ABOUT THIS EXERCISE:
Copy, from the listing, every line in which the string "NaiveDate" is present.

START RAW DATA

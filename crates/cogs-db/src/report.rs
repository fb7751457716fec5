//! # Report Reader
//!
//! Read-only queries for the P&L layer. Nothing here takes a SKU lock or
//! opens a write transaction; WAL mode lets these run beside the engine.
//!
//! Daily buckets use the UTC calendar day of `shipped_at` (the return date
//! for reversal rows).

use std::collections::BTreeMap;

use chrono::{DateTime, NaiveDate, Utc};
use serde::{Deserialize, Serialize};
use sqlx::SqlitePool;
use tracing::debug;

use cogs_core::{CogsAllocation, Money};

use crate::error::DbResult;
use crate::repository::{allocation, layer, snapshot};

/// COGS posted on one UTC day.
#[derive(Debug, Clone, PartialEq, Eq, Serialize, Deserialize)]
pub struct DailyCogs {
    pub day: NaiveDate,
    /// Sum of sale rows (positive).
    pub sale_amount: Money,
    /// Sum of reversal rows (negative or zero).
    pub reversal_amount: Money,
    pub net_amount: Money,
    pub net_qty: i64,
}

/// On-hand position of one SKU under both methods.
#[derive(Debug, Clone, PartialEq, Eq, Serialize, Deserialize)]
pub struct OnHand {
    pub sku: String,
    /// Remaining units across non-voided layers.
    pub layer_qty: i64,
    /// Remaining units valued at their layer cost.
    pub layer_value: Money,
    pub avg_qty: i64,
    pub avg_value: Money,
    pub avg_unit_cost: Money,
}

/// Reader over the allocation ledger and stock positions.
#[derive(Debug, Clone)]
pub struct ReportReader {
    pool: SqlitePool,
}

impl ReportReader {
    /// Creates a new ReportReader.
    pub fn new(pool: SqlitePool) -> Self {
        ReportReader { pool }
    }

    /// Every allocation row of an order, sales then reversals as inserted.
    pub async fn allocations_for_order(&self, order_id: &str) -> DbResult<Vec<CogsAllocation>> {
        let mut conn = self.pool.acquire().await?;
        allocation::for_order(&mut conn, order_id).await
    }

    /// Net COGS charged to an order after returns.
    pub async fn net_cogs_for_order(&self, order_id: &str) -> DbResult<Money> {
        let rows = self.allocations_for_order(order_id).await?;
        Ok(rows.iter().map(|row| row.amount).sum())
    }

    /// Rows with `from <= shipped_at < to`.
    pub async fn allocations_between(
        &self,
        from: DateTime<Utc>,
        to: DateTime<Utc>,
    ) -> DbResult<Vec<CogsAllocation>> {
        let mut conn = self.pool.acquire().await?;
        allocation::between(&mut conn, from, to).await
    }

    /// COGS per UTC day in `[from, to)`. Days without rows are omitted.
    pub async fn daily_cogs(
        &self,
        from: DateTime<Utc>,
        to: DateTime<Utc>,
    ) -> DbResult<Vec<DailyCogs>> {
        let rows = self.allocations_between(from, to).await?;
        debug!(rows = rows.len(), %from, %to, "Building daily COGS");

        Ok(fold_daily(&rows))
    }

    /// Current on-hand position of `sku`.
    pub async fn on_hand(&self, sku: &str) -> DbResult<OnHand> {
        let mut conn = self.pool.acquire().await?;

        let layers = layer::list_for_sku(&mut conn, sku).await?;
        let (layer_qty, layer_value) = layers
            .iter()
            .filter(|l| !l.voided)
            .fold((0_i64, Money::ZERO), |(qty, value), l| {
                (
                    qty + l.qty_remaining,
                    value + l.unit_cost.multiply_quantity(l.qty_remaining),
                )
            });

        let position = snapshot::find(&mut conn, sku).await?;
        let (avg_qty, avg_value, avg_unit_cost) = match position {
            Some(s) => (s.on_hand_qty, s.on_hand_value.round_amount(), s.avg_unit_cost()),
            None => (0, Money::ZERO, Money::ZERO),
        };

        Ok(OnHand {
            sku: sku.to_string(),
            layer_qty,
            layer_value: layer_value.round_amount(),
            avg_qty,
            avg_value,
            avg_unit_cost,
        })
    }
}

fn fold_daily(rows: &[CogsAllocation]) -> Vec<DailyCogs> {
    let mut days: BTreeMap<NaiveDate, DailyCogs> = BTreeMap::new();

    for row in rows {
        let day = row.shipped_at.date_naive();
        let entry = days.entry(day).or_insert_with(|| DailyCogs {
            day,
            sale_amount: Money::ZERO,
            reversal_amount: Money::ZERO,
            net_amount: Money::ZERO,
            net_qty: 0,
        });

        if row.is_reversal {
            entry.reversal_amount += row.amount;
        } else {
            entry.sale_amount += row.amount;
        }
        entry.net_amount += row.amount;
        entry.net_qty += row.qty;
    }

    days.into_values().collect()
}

END RAW DATA

EXPECTED ANSWER:
use chrono::{DateTime, NaiveDate, Utc};
    pub day: NaiveDate,
    let mut days: BTreeMap<NaiveDate, DailyCogs> = BTreeMap::new();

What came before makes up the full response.